*Your assignment*
Please write out, exactly as given, every line of the entries below up to and including the line with "pub fn tick<S: TraceSource".

*Excerpted data*
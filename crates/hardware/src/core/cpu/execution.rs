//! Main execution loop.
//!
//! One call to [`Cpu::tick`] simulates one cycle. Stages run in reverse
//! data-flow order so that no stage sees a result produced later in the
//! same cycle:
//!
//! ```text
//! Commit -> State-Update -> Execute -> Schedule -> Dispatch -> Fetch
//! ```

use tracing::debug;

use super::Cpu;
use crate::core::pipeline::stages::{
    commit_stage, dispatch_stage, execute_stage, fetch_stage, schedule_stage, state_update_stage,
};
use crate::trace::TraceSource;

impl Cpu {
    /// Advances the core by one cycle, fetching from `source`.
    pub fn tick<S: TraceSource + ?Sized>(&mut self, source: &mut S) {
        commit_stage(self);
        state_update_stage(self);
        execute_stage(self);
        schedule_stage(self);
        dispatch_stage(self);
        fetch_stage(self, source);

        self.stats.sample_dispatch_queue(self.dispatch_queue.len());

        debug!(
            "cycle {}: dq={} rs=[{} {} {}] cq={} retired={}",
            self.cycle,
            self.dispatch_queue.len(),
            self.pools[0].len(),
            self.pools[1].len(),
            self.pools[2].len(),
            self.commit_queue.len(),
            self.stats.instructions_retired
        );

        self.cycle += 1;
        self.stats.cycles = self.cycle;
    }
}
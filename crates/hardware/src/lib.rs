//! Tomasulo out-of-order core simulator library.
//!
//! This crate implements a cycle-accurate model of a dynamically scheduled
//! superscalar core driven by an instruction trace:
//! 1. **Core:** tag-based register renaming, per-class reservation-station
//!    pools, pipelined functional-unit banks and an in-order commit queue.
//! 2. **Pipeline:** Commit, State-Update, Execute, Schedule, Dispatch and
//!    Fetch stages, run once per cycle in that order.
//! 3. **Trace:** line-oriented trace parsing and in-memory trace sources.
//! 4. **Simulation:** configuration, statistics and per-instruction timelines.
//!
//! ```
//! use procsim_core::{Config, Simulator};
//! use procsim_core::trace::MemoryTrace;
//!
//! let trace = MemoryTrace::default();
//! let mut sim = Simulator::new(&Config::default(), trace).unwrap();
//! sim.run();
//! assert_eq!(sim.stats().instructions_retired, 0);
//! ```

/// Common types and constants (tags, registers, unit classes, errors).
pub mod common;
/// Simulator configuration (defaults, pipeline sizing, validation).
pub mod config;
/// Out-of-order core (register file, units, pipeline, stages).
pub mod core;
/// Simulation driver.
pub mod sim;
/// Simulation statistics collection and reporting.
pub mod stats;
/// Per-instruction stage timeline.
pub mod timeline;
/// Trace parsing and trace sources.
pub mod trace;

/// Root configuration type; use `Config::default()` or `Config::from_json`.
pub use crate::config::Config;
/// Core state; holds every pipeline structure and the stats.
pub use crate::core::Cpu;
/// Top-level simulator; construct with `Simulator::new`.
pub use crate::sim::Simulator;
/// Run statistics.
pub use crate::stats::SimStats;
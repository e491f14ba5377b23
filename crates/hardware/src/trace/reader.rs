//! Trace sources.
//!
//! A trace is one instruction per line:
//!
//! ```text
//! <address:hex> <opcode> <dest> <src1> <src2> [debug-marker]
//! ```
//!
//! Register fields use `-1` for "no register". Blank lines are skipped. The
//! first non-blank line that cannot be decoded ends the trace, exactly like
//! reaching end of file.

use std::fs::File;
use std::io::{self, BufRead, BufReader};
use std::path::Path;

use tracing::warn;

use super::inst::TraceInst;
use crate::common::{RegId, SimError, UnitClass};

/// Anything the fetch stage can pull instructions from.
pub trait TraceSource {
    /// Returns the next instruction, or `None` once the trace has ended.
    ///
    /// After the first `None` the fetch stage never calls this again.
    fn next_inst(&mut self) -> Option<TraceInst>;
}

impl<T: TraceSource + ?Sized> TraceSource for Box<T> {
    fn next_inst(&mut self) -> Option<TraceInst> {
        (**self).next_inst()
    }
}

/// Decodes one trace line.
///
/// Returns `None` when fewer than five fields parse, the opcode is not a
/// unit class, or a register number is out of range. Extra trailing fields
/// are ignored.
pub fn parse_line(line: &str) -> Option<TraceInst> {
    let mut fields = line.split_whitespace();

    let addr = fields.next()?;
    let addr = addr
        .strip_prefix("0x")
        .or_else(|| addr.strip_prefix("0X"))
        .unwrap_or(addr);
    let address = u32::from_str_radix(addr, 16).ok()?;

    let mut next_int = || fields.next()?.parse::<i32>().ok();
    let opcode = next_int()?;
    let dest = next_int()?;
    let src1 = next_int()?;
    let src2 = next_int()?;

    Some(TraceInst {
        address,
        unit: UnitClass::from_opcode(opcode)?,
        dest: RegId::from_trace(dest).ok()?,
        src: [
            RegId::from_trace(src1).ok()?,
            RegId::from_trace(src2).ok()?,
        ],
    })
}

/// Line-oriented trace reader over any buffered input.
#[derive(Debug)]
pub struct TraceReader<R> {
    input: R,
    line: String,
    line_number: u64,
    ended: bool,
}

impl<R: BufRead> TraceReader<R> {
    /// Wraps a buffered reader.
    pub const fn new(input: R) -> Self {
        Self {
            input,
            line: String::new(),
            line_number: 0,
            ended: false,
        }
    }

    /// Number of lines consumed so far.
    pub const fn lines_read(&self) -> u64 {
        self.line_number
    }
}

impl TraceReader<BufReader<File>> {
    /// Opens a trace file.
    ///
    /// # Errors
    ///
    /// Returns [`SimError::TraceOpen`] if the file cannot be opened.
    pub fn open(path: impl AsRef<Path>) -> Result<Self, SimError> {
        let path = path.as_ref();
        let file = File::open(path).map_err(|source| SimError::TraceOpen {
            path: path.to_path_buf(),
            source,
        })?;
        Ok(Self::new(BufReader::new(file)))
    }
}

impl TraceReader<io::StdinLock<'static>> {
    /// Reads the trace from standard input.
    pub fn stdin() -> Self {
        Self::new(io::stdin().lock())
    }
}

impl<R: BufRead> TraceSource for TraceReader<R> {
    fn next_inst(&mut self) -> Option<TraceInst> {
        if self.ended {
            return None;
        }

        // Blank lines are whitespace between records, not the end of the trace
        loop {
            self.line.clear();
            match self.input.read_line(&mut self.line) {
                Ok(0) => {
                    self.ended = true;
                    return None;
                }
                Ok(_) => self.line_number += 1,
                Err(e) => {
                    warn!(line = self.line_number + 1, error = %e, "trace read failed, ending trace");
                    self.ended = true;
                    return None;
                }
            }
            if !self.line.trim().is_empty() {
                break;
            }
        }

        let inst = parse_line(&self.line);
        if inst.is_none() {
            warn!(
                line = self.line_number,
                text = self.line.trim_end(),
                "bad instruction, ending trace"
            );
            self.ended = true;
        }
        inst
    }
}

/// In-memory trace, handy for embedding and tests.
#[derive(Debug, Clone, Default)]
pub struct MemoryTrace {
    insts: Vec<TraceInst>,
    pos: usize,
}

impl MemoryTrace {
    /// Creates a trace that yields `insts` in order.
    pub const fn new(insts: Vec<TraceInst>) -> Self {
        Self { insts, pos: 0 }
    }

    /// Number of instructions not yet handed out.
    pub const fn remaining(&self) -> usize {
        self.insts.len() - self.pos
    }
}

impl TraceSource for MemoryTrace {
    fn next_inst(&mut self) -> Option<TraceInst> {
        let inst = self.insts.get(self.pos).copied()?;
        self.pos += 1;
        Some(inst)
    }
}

*Answer to the exercise*
filename crates/hardware/src/core/cpu/execution.rs
//! Main execution loop.
//!
//! One call to [`Cpu::tick`] simulates one cycle. Stages run in reverse
//! data-flow order so that no stage sees a result produced later in the
//! same cycle:
//!
//! ```text
//! Commit -> State-Update -> Execute -> Schedule -> Dispatch -> Fetch
//! ```

use tracing::debug;

use super::Cpu;
use crate::core::pipeline::stages::{
    commit_stage, dispatch_stage, execute_stage, fetch_stage, schedule_stage, state_update_stage,
};
use crate::trace::TraceSource;

impl Cpu {
    /// Advances the core by one cycle, fetching from `source`.
    pub fn tick<S: TraceSource + ?Sized>(&mut self, source: &mut S) {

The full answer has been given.